(Work instructions)
Find the string "child" in the listing below and return each line it appears in.

(Supplied information)
· · ·

//! Filesystem-backed vault.

use std::path::{Path, PathBuf};

use anyhow::{Context, Result};

use super::{FileRef, Vault};

/// Vault over a directory tree, scanned once at construction
#[derive(Debug, Clone)]
pub struct FsVault {
    root: PathBuf,
    files: Vec<FileRef>,
}

impl FsVault {
    /// Scan `root` recursively. Hidden files and directories are skipped.
    pub async fn scan(root: impl Into<PathBuf>) -> Result<Self> {
        let root = root.into();
        let mut files = Vec::new();
        let mut pending = vec![root.clone()];

        while let Some(dir) = pending.pop() {
            let mut entries = tokio::fs::read_dir(&dir)
                .await
                .with_context(|| format!("Failed to read vault directory: {}", dir.display()))?;

            while let Some(entry) = entries.next_entry().await? {
                let path = entry.path();
                let hidden = path
                    .file_name()
                    .and_then(|name| name.to_str())
                    .is_some_and(|name| name.starts_with('.'));
                if hidden {
                    continue;
                }

                let file_type = entry.file_type().await?;
                if file_type.is_dir() {
                    pending.push(path);
                } else if file_type.is_file() {
                    if let Some(relative) = vault_path(&root, &path) {
                        files.push(FileRef::new(relative));
                    }
                }
            }
        }

        files.sort_by(|a, b| a.path.cmp(&b.path));
        log::debug!("Scanned {} files under {}", files.len(), root.display());

        Ok(Self { root, files })
    }

    pub fn root(&self) -> &Path {
        &self.root
    }

    /// Vault entry for a path on disk, if it lies inside the vault
    pub fn file_for(&self, path: &Path) -> Option<FileRef> {
        let relative = vault_path(&self.root, path)?;
        self.files.iter().find(|f| f.path == relative).cloned()
    }
}

/// `/`-separated path of `path` relative to `root`
fn vault_path(root: &Path, path: &Path) -> Option<String> {
    let relative = path.strip_prefix(root).ok()?;
    let parts: Vec<&str> = relative
        .components()
        .map(|c| c.as_os_str().to_str())
        .collect::<Option<_>>()?;
    Some(parts.join("/"))
}

#[async_trait::async_trait]
impl Vault for FsVault {
    fn list_files(&self) -> Vec<FileRef> {
        self.files.clone()
    }

    async fn read(&self, file: &FileRef) -> Result<String> {
        let path = self.root.join(&file.path);
        tokio::fs::read_to_string(&path)
            .await
            .with_context(|| format!("Failed to read {}", file.path))
    }
}
//! HTML serialisation for the document tree.

use super::{Document, NodeId, NodeKind};

/// Elements serialised without a closing tag
const VOID_ELEMENTS: &[&str] = &["br", "hr", "img", "input", "meta", "link", "wbr"];

pub fn escape_text(text: &str) -> String {
    let mut out = String::with_capacity(text.len());
    for c in text.chars() {
        match c {
            '&' => out.push_str("&amp;"),
            '<' => out.push_str("&lt;"),
            '>' => out.push_str("&gt;"),
            _ => out.push(c),
        }
    }
    out
}

pub fn escape_attr(value: &str) -> String {
    let mut out = String::with_capacity(value.len());
    for c in value.chars() {
        match c {
            '&' => out.push_str("&amp;"),
            '<' => out.push_str("&lt;"),
            '>' => out.push_str("&gt;"),
            '"' => out.push_str("&quot;"),
            _ => out.push(c),
        }
    }
    out
}

/// Visible text of an HTML snippet: tags dropped, common entities decoded
pub fn markup_text(markup: &str) -> String {
    let mut stripped = String::with_capacity(markup.len());
    let mut in_tag = false;
    for c in markup.chars() {
        match c {
            '<' => in_tag = true,
            '>' if in_tag => in_tag = false,
            _ if !in_tag => stripped.push(c),
            _ => {}
        }
    }
    stripped
        .replace("&lt;", "<")
        .replace("&gt;", ">")
        .replace("&quot;", "\"")
        .replace("&#39;", "'")
        .replace("&amp;", "&")
}

pub(super) fn write_node(doc: &Document, id: NodeId, out: &mut String) {
    match doc.kind(id) {
        NodeKind::Text(text) => out.push_str(&escape_text(text)),
        NodeKind::Markup(markup) => out.push_str(markup),
        NodeKind::Element(element) => {
            out.push('<');
            out.push_str(&element.tag);
            for (name, value) in element.attrs() {
                out.push_str(&format!(" {}=\"{}\"", name, escape_attr(value)));
            }
            if let Some(style) = element.style_text() {
                out.push_str(&format!(" style=\"{}\"", escape_attr(&style)));
            }
            out.push('>');

            if VOID_ELEMENTS.contains(&element.tag.as_str()) {
                return;
            }

            for child in doc.children(id) {
                write_node(doc, *child, out);
            }
            out.push_str("</");
            out.push_str(&element.tag);
            out.push('>');
        }
    }
}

· · ·

(Solution)
            for child in doc.children(id) {
                write_node(doc, *child, out);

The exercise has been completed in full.